Talvez fosse melhor mudar os costumes do mundo e tornar nosso hábitat mais hospitaleiro à dignidade humana, de modo que amadurecer não exigisse o comprometimento da humanidade de uma criança. O jovem Henryk Goldszmit compartilhava as esperanças do século em que nasceu e acreditava que mudar os abomináveis hábitos do mundo estava ao alcance dos seres humanos, sendo uma tarefa viável e que ao mesmo tempo tendia a ser realizada. Mas com o passar do tempo, à medida que as pilhas de vítimas e os “danos colaterais” provocados tanto pelas más quanto pelas mais nobres intenções atingiam dimensões estratosféricas, e em que a necrose e a putrefação da carne em que os sonhos tendiam a se transformar deixava cada vez menos espaço à imaginação, essas esperanças exaltadas foram sendo despidas de sua credibilidade. Janus Korczak conhecia muito bem a desconfortável mentira que Henryk Goldszmit praticamente ignorava: não pode haver atalhos que conduzam a um mundo feito sob medida para a dignidade humana, e ao mesmo tempo é improvável que o “mundo realmente existente”, construído dia a dia por pessoas já espoliadas de sua dignidade e desacostumadas a respeitar a das outras, possam algum dia ser refeito segundo essa medida.
A este nosso mundo não se pode impor legalmente a perfeição. Não se pode forçá-lo a adotar a virtude, mas tampouco persuadi-lo a se comportar de modo virtuoso. Não se pode fazer com que seja terno e atencioso para com os seres humanos que habitam, e ao mesmo tempo tão adaptado aos seus sonhos de dignidade quanto idealmente se desejaria que fosse. Mas você deve tentar. Você vai tentar. Você o faria, de qualquer maneira, se fosse aquele Janus Korczak inspirado em Henryk Goldszmit.

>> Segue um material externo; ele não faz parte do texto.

//! Static vector geometry loaded from GeoJSON feature collections.
//!
//! Natural Earth coastline and admin-0 country exports are supported.
//! Only line and polygon geometries are kept; polygon rings are treated
//! as outlines.

use std::collections::BTreeMap;
use std::path::Path;

use norad_core::types::GeoPoint;
use serde::Deserialize;
use serde_json::Value;

/// Errors raised while loading a geometry file.
#[derive(thiserror::Error, Debug)]
pub enum GeometryError {
    #[error("IO error: {0}")]
    Io(#[from] std::io::Error),

    #[error("invalid GeoJSON: {0}")]
    Json(#[from] serde_json::Error),

    #[error("expected a FeatureCollection, found {0:?}")]
    NotFeatureCollection(String),
}

/// One feature: a set of polylines plus its string attributes.
#[derive(Debug, Clone, Default, PartialEq)]
pub struct Shape {
    pub parts: Vec<Vec<GeoPoint>>,
    pub attributes: BTreeMap<String, String>,
}

impl Shape {
    /// Display name, looked up over the usual Natural Earth attribute keys.
    pub fn name(&self) -> Option<&str> {
        ["NAME", "ADMIN", "name"]
            .iter()
            .find_map(|k| self.attributes.get(*k))
            .map(String::as_str)
    }

    /// Whether this country is drawn with the highlight palette.
    pub fn is_highlighted(&self) -> bool {
        self.attributes
            .values()
            .any(|v| v.to_uppercase().contains("RUSSIA") || v == "RUS")
    }

    /// Total number of vertices across all parts.
    pub fn vertex_count(&self) -> usize {
        self.parts.iter().map(Vec::len).sum()
    }
}

/// Both feature sets used by the static map layer.
#[derive(Debug, Clone, Default)]
pub struct MapGeometry {
    pub coastlines: Vec<Shape>,
    pub countries: Vec<Shape>,
}

impl MapGeometry {
    /// Load both files. A file that fails to load is logged and left empty
    /// so the map still renders with whatever is available.
    pub fn load(coastlines: &Path, countries: &Path) -> Self {
        Self {
            coastlines: load_or_warn(coastlines, "coastline"),
            countries: load_or_warn(countries, "country"),
        }
    }

    pub fn is_empty(&self) -> bool {
        self.coastlines.is_empty() && self.countries.is_empty()
    }
}

fn load_or_warn(path: &Path, label: &str) -> Vec<Shape> {
    match load_shapes(path) {
        Ok(shapes) => {
            let vertices: usize = shapes.iter().map(Shape::vertex_count).sum();
            log::info!(
                "loaded {} {label} features ({vertices} vertices) from {}",
                shapes.len(),
                path.display()
            );
            shapes
        }
        Err(e) => {
            log::warn!("{label} geometry unavailable ({}): {e}", path.display());
            Vec::new()
        }
    }
}

/// Load a GeoJSON FeatureCollection from disk.
pub fn load_shapes(path: &Path) -> Result<Vec<Shape>, GeometryError> {
    let text = std::fs::read_to_string(path)?;
    parse_shapes(&text)
}

#[derive(Deserialize)]
struct RawCollection {
    #[serde(rename = "type")]
    kind: String,
    #[serde(default)]
    features: Vec<RawFeature>,
}

#[derive(Deserialize)]
struct RawFeature {
    #[serde(default)]
    geometry: Option<Value>,
    #[serde(default)]
    properties: Option<serde_json::Map<String, Value>>,
}

/// Parse a GeoJSON FeatureCollection. Features without a supported
/// geometry are skipped.
pub fn parse_shapes(text: &str) -> Result<Vec<Shape>, GeometryError> {
    let raw: RawCollection = serde_json::from_str(text)?;
    if raw.kind != "FeatureCollection" {
        return Err(GeometryError::NotFeatureCollection(raw.kind));
    }

    let mut shapes = Vec::with_capacity(raw.features.len());
    for feature in raw.features {
        let Some(geometry) = feature.geometry else {
            continue;
        };
        let parts = match geometry_parts(geometry) {
            Ok(parts) if !parts.is_empty() => parts,
            Ok(_) => continue,
            Err(e) => {
                log::debug!("skipping malformed feature geometry: {e}");
                continue;
            }
        };

        let attributes = feature
            .properties
            .unwrap_or_default()
            .into_iter()
            .filter_map(|(k, v)| match v {
                Value::String(s) => Some((k, s)),
                _ => None,
            })
            .collect();

        shapes.push(Shape { parts, attributes });
    }
    Ok(shapes)
}

type Line = Vec<Vec<f64>>;

/// Flatten a geometry object into polylines.
fn geometry_parts(mut geometry: Value) -> Result<Vec<Vec<GeoPoint>>, serde_json::Error> {
    let kind = geometry
        .get("type")
        .and_then(Value::as_str)
        .unwrap_or_default()
        .to_owned();
    let coords = geometry
        .get_mut("coordinates")
        .map(Value::take)
        .unwrap_or(Value::Null);

    let lines: Vec<Line> = match kind.as_str() {
        "LineString" => vec![serde_json::from_value(coords)?],
        "MultiLineString" | "Polygon" => serde_json::from_value(coords)?,
        "MultiPolygon" => {
            let polygons: Vec<Vec<Line>> = serde_json::from_value(coords)?;
            polygons.into_iter().flatten().collect()
        }
        _ => Vec::new(),
    };

    Ok(lines
        .into_iter()
        .map(|line| {
            line.into_iter()
                .filter(|pos| pos.len() >= 2)
                .map(|pos| GeoPoint::new(pos[1], pos[0]))
                .collect::<Vec<_>>()
        })
        .filter(|part| !part.is_empty())
        .collect())
}
//! Keyboard mapping.

use minifb::Key;
use norad_core::commands::ControlCommand;

/// Command bound to `key`, if any.
pub fn command_for_key(key: Key) -> Option<ControlCommand> {
    let command = match key {
        Key::Escape | Key::Q => ControlCommand::Quit,
        Key::Up => ControlCommand::IntensityUp,
        Key::Down => ControlCommand::IntensityDown,
        Key::R => ControlCommand::IntensityReset,
        Key::Space => ControlCommand::Burst,
        Key::F => ControlCommand::ToggleFullscreen,
        Key::C => ControlCommand::CycleCrtPreset,
        _ => return None,
    };
    Some(command)
}

/// Map a batch of freshly pressed keys, in order, dropping unbound keys.
pub fn commands_for_keys(keys: &[Key]) -> Vec<ControlCommand> {
    keys.iter().copied().filter_map(command_for_key).collect()
}
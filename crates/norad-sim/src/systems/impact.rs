//! Impact system: turns arrived projectiles into explosions, once each.

use norad_core::events::DisplayEvent;
use norad_geo::Equirectangular;

use crate::entities::{Explosion, Projectile};

/// Spawn one explosion at the target of every projectile whose flight is
/// complete and whose impact has not been processed yet.
pub fn run<P: Projectile>(
    projectiles: &mut [P],
    explosions: &mut Vec<Explosion>,
    projection: &Equirectangular,
    now: f64,
    events: &mut Vec<DisplayEvent>,
) {
    for projectile in projectiles.iter_mut() {
        if !projectile.trajectory().impact_due(now) {
            continue;
        }
        let target = projectile.trajectory().end;
        explosions.push(Explosion::new(target, now, projection));
        projectile.trajectory_mut().mark_impacted();

        log::debug!(
            "{:?} impact at ({:.2}, {:.2})",
            projectile.kind(),
            target.lat,
            target.lon
        );
        events.push(DisplayEvent::Impact {
            kind: projectile.kind(),
            target,
        });
    }
}
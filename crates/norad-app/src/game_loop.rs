//! Frame loop: input, simulation tick, composition, post-processing, present.
//!
//! Single-threaded. `now` is sampled once per frame from a monotonic clock
//! and handed to every step.

use std::time::Instant;

use anyhow::Result;

use norad_core::commands::ControlCommand;
use norad_core::events::DisplayEvent;
use norad_core::types::Viewport;
use norad_geo::MapGeometry;
use norad_render::{Canvas, PostPipeline, StaticMapLayer};
use norad_sim::SimulationState;

use crate::cli::AppConfig;
use crate::display::Display;
use crate::input;

/// Everything drawn each frame, sized to one viewport.
pub struct Scene {
    pub geometry: MapGeometry,
    pub map: StaticMapLayer,
    pub canvas: Canvas,
    pub post: PostPipeline,
}

impl Scene {
    pub fn new(geometry: MapGeometry, config: &AppConfig, viewport: Viewport) -> Self {
        Self {
            map: StaticMapLayer::build(&geometry, viewport),
            canvas: Canvas::new(viewport),
            post: PostPipeline::new(config.crt_preset, viewport, config.curvature),
            geometry,
        }
    }

    /// Rebuild every viewport-sized asset.
    pub fn resize(&mut self, viewport: Viewport) {
        self.map = StaticMapLayer::build(&self.geometry, viewport);
        self.canvas.resize(viewport);
        self.post.resize(viewport);
    }

    /// Log every drained simulation event and react to the ones that
    /// affect presentation.
    pub fn apply_events(&mut self, events: &[DisplayEvent]) {
        for event in events {
            log::debug!("{event:?}");
            if let DisplayEvent::CrtPresetChanged { preset } = event {
                self.post.set_preset(*preset);
            }
        }
    }

    /// Compose one frame: map, entities, then the CRT stages.
    pub fn render(&mut self, sim: &mut SimulationState, now: f64) {
        self.map.draw(&mut self.canvas.frame);
        sim.draw(&mut self.canvas, now);
        self.post.apply(&mut self.canvas.frame, now, sim.rng_mut());
    }
}

/// Queue simulation commands on `sim` and return the ones the loop itself
/// handles, in input order.
pub fn route_commands(
    commands: impl IntoIterator<Item = ControlCommand>,
    sim: &mut SimulationState,
) -> Vec<ControlCommand> {
    let (presentation, simulation): (Vec<_>, Vec<_>) =
        commands.into_iter().partition(|c| c.is_presentation());
    sim.queue_commands(simulation);
    presentation
}

/// Run until the window closes or a quit key is pressed.
pub fn run(config: AppConfig) -> Result<()> {
    let geometry = MapGeometry::load(&config.coastlines, &config.countries);
    if geometry.is_empty() {
        log::warn!("no map geometry loaded, drawing the grid only");
    }

    let mut display = Display::open(&config)?;
    let viewport = display.viewport();
    let seed = config.seed.unwrap_or_else(rand::random);
    log::info!(
        "display {}x{} (fullscreen: {}), CRT {}, seed {seed}, {} aircraft",
        viewport.width,
        viewport.height,
        display.is_fullscreen(),
        config.crt_preset.name(),
        config.aircraft_count
    );

    let mut sim = SimulationState::new(config.sim_config(seed, viewport));
    let mut scene = Scene::new(geometry, &config, viewport);
    let start = Instant::now();

    while display.is_open() {
        let now = start.elapsed().as_secs_f64();

        let commands = input::commands_for_keys(&display.keys_pressed());
        for command in route_commands(commands, &mut sim) {
            match command {
                ControlCommand::Quit => {
                    log::info!("quit requested");
                    return Ok(());
                }
                ControlCommand::ToggleFullscreen => display.toggle_fullscreen()?,
                other => log::warn!("unhandled presentation command {other:?}"),
            }
        }

        let viewport = display.viewport();
        if viewport != sim.viewport() {
            log::info!("resize to {}x{}", viewport.width, viewport.height);
            sim.resize(viewport);
            scene.resize(viewport);
        }

        let events = sim.tick(now);
        scene.apply_events(&events);
        scene.render(&mut sim, now);
        display.present(&scene.canvas.frame)?;
    }
    Ok(())
}
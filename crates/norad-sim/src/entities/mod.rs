//! Time-parameterized display entities.
//!
//! All visual state is derived from `now` and the entity's `t0`; the only
//! mutable field is a projectile's [`ImpactState`](norad_core::enums::ImpactState).

pub mod aircraft;
pub mod explosion;
pub mod projectile;

pub use aircraft::Aircraft;
pub use explosion::Explosion;
pub use projectile::{Missile, SubmarineMissile, Trajectory};

use norad_core::enums::ProjectileKind;
use norad_geo::Equirectangular;
use norad_render::Canvas;

/// Shared contract of every drawable entity.
pub trait Entity {
    /// Creation time (seconds).
    fn t0(&self) -> f64;

    /// Animation length (seconds).
    fn duration(&self) -> f64;

    /// Normalized elapsed time. Unbounded on both sides.
    fn progress(&self, now: f64) -> f64 {
        (now - self.t0()) / self.duration()
    }

    /// Whether the entity stays in its collection.
    fn alive(&self, now: f64) -> bool;

    fn draw(&self, canvas: &mut Canvas, now: f64);

    /// Recompute screen geometry for a new projection.
    fn reproject(&mut self, projection: &Equirectangular);
}

/// An entity flying along a great-circle trajectory.
pub trait Projectile: Entity {
    fn kind(&self) -> ProjectileKind;

    fn trajectory(&self) -> &Trajectory;

    fn trajectory_mut(&mut self) -> &mut Trajectory;
}
//! Core types and definitions for the NORAD display.
//!
//! This crate defines the vocabulary shared across all other crates:
//! geographic and screen types, palettes, tuning constants, control
//! commands and display events. It has no dependency on any windowing
//! or rendering backend.

pub mod commands;
pub mod constants;
pub mod enums;
pub mod error;
pub mod events;
pub mod types;

pub use error::ConfigError;

#[cfg(test)]
mod tests;
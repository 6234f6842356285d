//! Antimeridian handling.
//!
//! Two distinct tests: projected paths split on large screen-space jumps,
//! static geometry splits on raw longitude jumps before projection.

use glam::Vec2;
use norad_core::types::GeoPoint;

/// Split a projected polyline wherever consecutive x-coordinates jump by
/// more than half the surface width. Runs shorter than two points are
/// dropped since they cannot be stroked.
pub fn split_on_seam(points: &[Vec2], width: f32) -> Vec<Vec<Vec2>> {
    let mut segments = Vec::new();
    if points.len() < 2 {
        return segments;
    }

    let limit = width / 2.0;
    let mut current = vec![points[0]];
    for pair in points.windows(2) {
        if (pair[1].x - pair[0].x).abs() > limit {
            if current.len() >= 2 {
                segments.push(std::mem::take(&mut current));
            } else {
                current.clear();
            }
        }
        current.push(pair[1]);
    }
    if current.len() >= 2 {
        segments.push(current);
    }
    segments
}

/// Split a geographic polyline wherever consecutive longitudes differ by
/// more than 180 degrees. Every run is returned, including singletons.
pub fn split_at_antimeridian(coords: &[GeoPoint]) -> Vec<Vec<GeoPoint>> {
    let mut runs = Vec::new();
    let Some(&first) = coords.first() else {
        return runs;
    };

    let mut current = vec![first];
    for pair in coords.windows(2) {
        if (pair[1].lon - pair[0].lon).abs() > 180.0 {
            runs.push(std::mem::take(&mut current));
        }
        current.push(pair[1]);
    }
    runs.push(current);
    runs
}
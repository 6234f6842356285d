//! Impact explosions: expanding staggered rings and a short central flash.

use glam::Vec2;
use norad_core::constants::*;
use norad_core::types::{Color, GeoPoint};
use norad_geo::Equirectangular;
use norad_render::{draw_glow_ring, raster, BlendMode, Canvas, GlowRing};

use super::Entity;

/// Halo offsets from the ring radius and their base alpha, outer first.
const HALOS: [(f32, f64); 2] = [(8.0, 20.0), (4.0, 40.0)];
const HALO_WIDTH: f32 = 3.0;

/// Geometry of one expanding ring at a given explosion progress.
#[derive(Debug, Clone, Copy, PartialEq)]
pub struct RingState {
    /// Local progress of this ring, 0..=1.
    pub ring_p: f64,
    pub radius: f32,
    pub thickness: f32,
    /// Global fade `1 - sqrt(progress)`.
    pub fade: f64,
}

impl RingState {
    /// State of ring `index` at explosion `progress`, or `None` when the
    /// ring has not started yet or has faded out.
    pub fn at(progress: f64, index: u32) -> Option<Self> {
        let delay = index as f64 * EXPLOSION_RING_DELAY;
        if progress < delay {
            return None;
        }
        let ring_p = ((progress - delay) / (1.0 - delay)).clamp(0.0, 1.0);
        let fade = 1.0 - progress.clamp(0.0, 1.0).sqrt();
        let alpha = (255.0 * fade * (1.0 - ring_p.powf(0.7))) as i32;
        if alpha <= 0 {
            return None;
        }
        let radius =
            (ring_p * EXPLOSION_MAX_RADIUS as f64 * (1.0 + index as f64 * EXPLOSION_RING_SCALE)) as f32;
        let thickness = ((3.0 * (1.0 - ring_p)) as i32).max(1) as f32;
        Some(Self {
            ring_p,
            radius,
            thickness,
            fade,
        })
    }

    pub fn color(&self) -> Color {
        let m = self.fade;
        Color::new((255.0 * m).min(255.0) as u8, (50.0 * m) as u8, (50.0 * m) as u8)
    }

    pub fn halo_color(&self) -> Color {
        let m = self.fade;
        Color::new((180.0 * m) as u8, (20.0 * m) as u8, (20.0 * m) as u8)
    }
}

/// Central flash at a given explosion progress.
#[derive(Debug, Clone, Copy, PartialEq, Eq)]
pub struct Flash {
    pub radius: i32,
    pub alpha: u8,
}

impl Flash {
    /// `None` once `progress` reaches the flash window end.
    pub fn at(progress: f64) -> Option<Self> {
        if !(0.0..EXPLOSION_FLASH_PROGRESS).contains(&progress) {
            return None;
        }
        let flash_p = progress / EXPLOSION_FLASH_PROGRESS;
        Some(Self {
            radius: (10.0 + 20.0 * flash_p) as i32,
            alpha: (255.0 * (1.0 - flash_p)) as u8,
        })
    }

    /// Radius of the opaque core disc, if the flash is large enough for one.
    pub fn core_radius(&self) -> Option<i32> {
        (self.radius > 5).then(|| ((self.radius as f64 * 0.3) as i32).max(2))
    }
}

/// A detonation at a target site.
#[derive(Debug, Clone, PartialEq)]
pub struct Explosion {
    pub site: GeoPoint,
    center: Vec2,
    t0: f64,
}

impl Explosion {
    pub fn new(site: GeoPoint, t0: f64, projection: &Equirectangular) -> Self {
        Self {
            site,
            center: projection.project(site),
            t0,
        }
    }

    pub fn center(&self) -> Vec2 {
        self.center
    }

    /// Whether the central flash is showing at `now`.
    pub fn flash_visible(&self, now: f64) -> bool {
        Flash::at(self.progress(now)).is_some()
    }
}

impl Entity for Explosion {
    fn t0(&self) -> f64 {
        self.t0
    }

    fn duration(&self) -> f64 {
        EXPLOSION_DURATION_SECS
    }

    fn alive(&self, now: f64) -> bool {
        self.progress(now) <= 1.0
    }

    fn draw(&self, canvas: &mut Canvas, now: f64) {
        let p = self.progress(now);
        if !(0.0..=1.0).contains(&p) {
            return;
        }

        for index in 0..EXPLOSION_RINGS {
            let Some(ring) = RingState::at(p, index) else {
                continue;
            };
            let halos = HALOS.map(|(offset, a)| {
                GlowRing::new(ring.radius + offset, ring.halo_color(), (a * ring.fade) as u8)
            });
            draw_glow_ring(
                canvas,
                self.center,
                ring.radius,
                ring.thickness,
                ring.color(),
                HALO_WIDTH,
                &halos,
            );
        }

        if let Some(flash) = Flash::at(p) {
            raster::disc(&mut canvas.glow, self.center, flash.radius as f32, FLASH_GLOW);
            canvas.merge_glow(BlendMode::Additive, flash.alpha);
            if let Some(core) = flash.core_radius() {
                raster::disc(&mut canvas.frame, self.center, core as f32, RED_BRIGHT);
            }
        }
    }

    fn reproject(&mut self, projection: &Equirectangular) {
        self.center = projection.project(self.site);
    }
}

#[cfg(test)]
mod tests {
    use super::*;
    use norad_core::types::Viewport;

    fn explosion() -> Explosion {
        Explosion::new(GeoPoint::new(0.0, 0.0), 0.0, &Equirectangular::new(Viewport::default()))
    }

    #[test]
    fn test_lifetime() {
        let e = explosion();
        assert_eq!(e.center(), Vec2::new(640.0, 360.0));
        assert!(e.alive(0.0));
        assert!(e.alive(2.5));
        assert!(!e.alive(2.51));
    }

    #[test]
    fn test_flash_window() {
        let e = explosion();
        assert!(e.flash_visible(0.0));
        assert!(e.flash_visible(0.74));
        assert!(!e.flash_visible(0.75));
        assert!(!e.flash_visible(2.0));

        let start = Flash::at(0.0).unwrap();
        assert_eq!(start, Flash { radius: 10, alpha: 255 });
        assert_eq!(start.core_radius(), Some(3));
        let mid = Flash::at(0.15).unwrap();
        assert!((19..=20).contains(&mid.radius));
        assert!(mid.alpha <= 128);
        assert!(Flash::at(0.29).unwrap().radius < 30);
    }

    #[test]
    fn test_rings_staggered() {
        assert!(RingState::at(0.1, 0).is_some());
        assert!(RingState::at(0.1, 1).is_none(), "ring 1 starts at 0.15");
        assert!(RingState::at(0.2, 1).is_some());
        assert!(RingState::at(0.44, 3).is_none());

        let ring = RingState::at(0.5, 0).unwrap();
        assert_eq!(ring.radius, 30.0);
        assert_eq!(ring.thickness, 1.0);
        let outer = RingState::at(0.5, 2).unwrap();
        assert!(outer.ring_p < ring.ring_p);
    }

    #[test]
    fn test_rings_fade_out() {
        for index in 0..EXPLOSION_RINGS {
            assert!(RingState::at(1.0, index).is_none());
        }
        let early = RingState::at(0.1, 0).unwrap();
        let late = RingState::at(0.6, 0).unwrap();
        assert!(late.fade < early.fade);
        assert!(late.color().r < early.color().r);
    }

    #[test]
    fn test_draw_flash_core() {
        let e = explosion();
        let mut canvas = Canvas::new(Viewport::default());
        e.draw(&mut canvas, 0.0);
        assert_eq!(canvas.frame.get(640, 360), Some(RED_BRIGHT));
        assert!(canvas.glow.is_clear());

        let mut late = Canvas::new(Viewport::default());
        e.draw(&mut late, 3.0);
        assert_eq!(late.frame.get(640, 360), Some(Color::default()));
    }
}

Mas como você tentaria? Um pouco como os antiquados visionários utópicos que, não tendo conseguido tornar quadrado o círculo da segurança e da liberdade na Grande Sociedade, transformaram-se em projetistas de comunidades controladas, shopping centers e parques temáticos... No seu caso, protegendo a dignidade com que cada ser humano nasce dos gatunos e falsários que tramam roubá-la ou desvirtuá-la e mutilá-la. E você começaria pelo trabalho perpétuo de protegê-la enquanto é tempo, durante a infância dessa dignidade. Tentaria trancar o estábulo antes que o cavalo fugisse ou fosse roubado.
Uma das formas de fazê-lo, aparentemente a mais razoável, é abrigar as crianças dos eflúvios venenosos de um mundo infectado e corrompido pela humilhação e a indignidade humanas, barrar o acesso à lei da selva que começa justamente do outro lado da porta do abrigo. Quando seu orfanato se mudou do endereço anterior à guerra, em Krochmalma, para o Gueto de Varsóvia, Korczak ordenou que aporta de entrada permanecesse trancada e as janelas de andar térreo fossem tapadas. Quando as deportações para as câmaras de gás estavam se tornando uma certeza, Korczak supostamente se opôs à idéia de fechar o orfanato e despachar as crianças para que buscassem individualmente a chance de escapar que algumas poderiam (apenas poderiam) ter. Ele pode ter concluído que não valeria correr o risco: uma vez fora do abrigo, as crianças aprenderiam a temer, a humilhar-se e a odiar. Elas perderiam o mais precioso dos valores – sua dignidade. Uma vez privadas desse valor, qual a vantagem de permanecerem vivas? O valor, o mais precioso dos valores humanos, o atributo sine qua non de humanidade, é uma vida de dignidade, não a sobrevivência a qualquer custo.
(*) Zygmunt Bauman, “um dos mais originais e perspicazes sociólogos ainda em atividade”. Trecho do livro Amor Líquido - Sobre a fragilidade dos laços humanos.